- [WHAT TO PRODUCE]
Nothing in the entries may be altered; copy them all exactly.
LISTED ENTRIES Start Marker
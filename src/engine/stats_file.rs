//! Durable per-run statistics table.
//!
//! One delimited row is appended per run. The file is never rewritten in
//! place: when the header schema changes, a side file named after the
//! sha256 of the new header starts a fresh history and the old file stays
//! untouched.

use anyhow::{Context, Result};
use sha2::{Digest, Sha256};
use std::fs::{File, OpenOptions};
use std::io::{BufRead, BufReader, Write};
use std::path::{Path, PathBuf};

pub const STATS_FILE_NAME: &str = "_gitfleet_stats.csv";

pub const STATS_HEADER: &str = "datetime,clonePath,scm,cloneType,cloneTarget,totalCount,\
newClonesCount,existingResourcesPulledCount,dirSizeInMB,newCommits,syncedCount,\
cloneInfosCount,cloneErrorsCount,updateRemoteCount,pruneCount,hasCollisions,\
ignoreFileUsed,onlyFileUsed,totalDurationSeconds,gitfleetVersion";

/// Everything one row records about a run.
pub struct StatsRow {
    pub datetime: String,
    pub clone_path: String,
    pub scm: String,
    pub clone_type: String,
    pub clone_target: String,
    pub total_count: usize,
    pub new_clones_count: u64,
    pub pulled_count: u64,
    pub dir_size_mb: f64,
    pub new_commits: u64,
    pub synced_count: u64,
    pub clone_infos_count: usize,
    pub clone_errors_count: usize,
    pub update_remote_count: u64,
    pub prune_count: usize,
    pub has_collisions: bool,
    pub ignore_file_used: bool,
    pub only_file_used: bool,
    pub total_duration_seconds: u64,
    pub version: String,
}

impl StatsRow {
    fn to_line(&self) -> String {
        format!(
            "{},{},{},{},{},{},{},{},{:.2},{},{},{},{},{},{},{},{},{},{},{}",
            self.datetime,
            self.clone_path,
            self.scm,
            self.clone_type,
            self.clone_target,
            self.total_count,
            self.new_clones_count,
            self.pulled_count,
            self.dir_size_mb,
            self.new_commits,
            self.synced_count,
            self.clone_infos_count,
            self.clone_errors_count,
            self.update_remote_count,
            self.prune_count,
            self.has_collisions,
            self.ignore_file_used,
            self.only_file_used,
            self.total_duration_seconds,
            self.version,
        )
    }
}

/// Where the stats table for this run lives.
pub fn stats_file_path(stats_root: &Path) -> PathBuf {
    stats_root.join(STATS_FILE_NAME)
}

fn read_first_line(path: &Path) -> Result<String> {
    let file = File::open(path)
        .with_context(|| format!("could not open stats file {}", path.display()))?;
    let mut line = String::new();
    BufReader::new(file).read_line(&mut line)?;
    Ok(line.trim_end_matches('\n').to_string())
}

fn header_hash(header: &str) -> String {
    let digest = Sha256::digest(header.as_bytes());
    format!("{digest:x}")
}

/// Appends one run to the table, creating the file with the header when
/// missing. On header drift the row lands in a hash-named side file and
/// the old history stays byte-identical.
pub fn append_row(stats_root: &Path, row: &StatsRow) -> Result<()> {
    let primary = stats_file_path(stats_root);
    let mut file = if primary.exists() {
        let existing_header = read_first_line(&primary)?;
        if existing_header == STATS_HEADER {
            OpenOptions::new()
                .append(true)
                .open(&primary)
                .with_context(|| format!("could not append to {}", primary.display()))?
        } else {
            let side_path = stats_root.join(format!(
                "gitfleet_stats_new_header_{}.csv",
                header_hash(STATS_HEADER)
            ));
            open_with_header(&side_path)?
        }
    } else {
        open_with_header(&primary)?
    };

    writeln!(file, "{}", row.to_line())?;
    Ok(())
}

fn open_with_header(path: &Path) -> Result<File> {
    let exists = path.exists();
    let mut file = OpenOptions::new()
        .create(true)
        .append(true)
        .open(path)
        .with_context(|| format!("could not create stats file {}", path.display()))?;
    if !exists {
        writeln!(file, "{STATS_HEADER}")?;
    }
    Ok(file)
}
LISTED ENTRIES End Marker
- [RESPONSE]
filename src/engine/stats_file.rs
//! Durable per-run statistics table.
//!
//! One delimited row is appended per run. The file is never rewritten in
//! place: when the header schema changes, a side file named after the
//! sha256 of the new header starts a fresh history and the old file stays
//! untouched.

use anyhow::{Context, Result};
use sha2::{Digest, Sha256};
use std::fs::{File, OpenOptions};
use std::io::{BufRead, BufReader, Write};
use std::path::{Path, PathBuf};

pub const STATS_FILE_NAME: &str = "_gitfleet_stats.csv";

pub const STATS_HEADER: &str = "datetime,clonePath,scm,cloneType,cloneTarget,totalCount,\
newClonesCount,existingResourcesPulledCount,dirSizeInMB,newCommits,syncedCount,\
cloneInfosCount,cloneErrorsCount,updateRemoteCount,pruneCount,hasCollisions,\
ignoreFileUsed,onlyFileUsed,totalDurationSeconds,gitfleetVersion";

/// Everything one row records about a run.
pub struct StatsRow {
    pub datetime: String,
    pub clone_path: String,
    pub scm: String,
    pub clone_type: String,
    pub clone_target: String,
    pub total_count: usize,
    pub new_clones_count: u64,
    pub pulled_count: u64,
    pub dir_size_mb: f64,
    pub new_commits: u64,
    pub synced_count: u64,
    pub clone_infos_count: usize,
    pub clone_errors_count: usize,
    pub update_remote_count: u64,
    pub prune_count: usize,
    pub has_collisions: bool,
    pub ignore_file_used: bool,
    pub only_file_used: bool,
    pub total_duration_seconds: u64,
    pub version: String,
}

impl StatsRow {
    fn to_line(&self) -> String {
        format!(
            "{},{},{},{},{},{},{},{},{:.2},{},{},{},{},{},{},{},{},{},{},{}",
            self.datetime,
            self.clone_path,
            self.scm,
            self.clone_type,
            self.clone_target,
            self.total_count,
            self.new_clones_count,
            self.pulled_count,
            self.dir_size_mb,
            self.new_commits,
            self.synced_count,
            self.clone_infos_count,
            self.clone_errors_count,
            self.update_remote_count,
            self.prune_count,
            self.has_collisions,
            self.ignore_file_used,
            self.only_file_used,
            self.total_duration_seconds,
            self.version,
        )
    }
}

/// Where the stats table for this run lives.
pub fn stats_file_path(stats_root: &Path) -> PathBuf {
    stats_root.join(STATS_FILE_NAME)
}

fn read_first_line(path: &Path) -> Result<String> {
    let file = File::open(path)
        .with_context(|| format!("could not open stats file {}", path.display()))?;
    let mut line = String::new();
    BufReader::new(file).read_line(&mut line)?;
    Ok(line.trim_end_matches('\n').to_string())
}

fn header_hash(header: &str) -> String {
    let digest = Sha256::digest(header.as_bytes());
    format!("{digest:x}")
}

/// Appends one run to the table, creating the file with the header when
/// missing. On header drift the row lands in a hash-named side file and
/// the old history stays byte-identical.
pub fn append_row(stats_root: &Path, row: &StatsRow) -> Result<()> {
    let primary = stats_file_path(stats_root);
    let mut file = if primary.exists() {
        let existing_header = read_first_line(&primary)?;
        if existing_header == STATS_HEADER {
            OpenOptions::new()
                .append(true)
                .open(&primary)
                .with_context(|| format!("could not append to {}", primary.display()))?
        } else {
            let side_path = stats_root.join(format!(
                "gitfleet_stats_new_header_{}.csv",
                header_hash(STATS_HEADER)
            ));
            open_with_header(&side_path)?
        }
    } else {
        open_with_header(&primary)?
    };

    writeln!(file, "{}", row.to_line())?;
    Ok(())
}

fn open_with_header(path: &Path) -> Result<File> {
    let exists = path.exists();
    let mut file = OpenOptions::new()
        .create(true)
        .append(true)
        .open(path)
        .with_context(|| format!("could not create stats file {}", path.display()))?;
    if !exists {
        writeln!(file, "{STATS_HEADER}")?;
    }
    Ok(file)
}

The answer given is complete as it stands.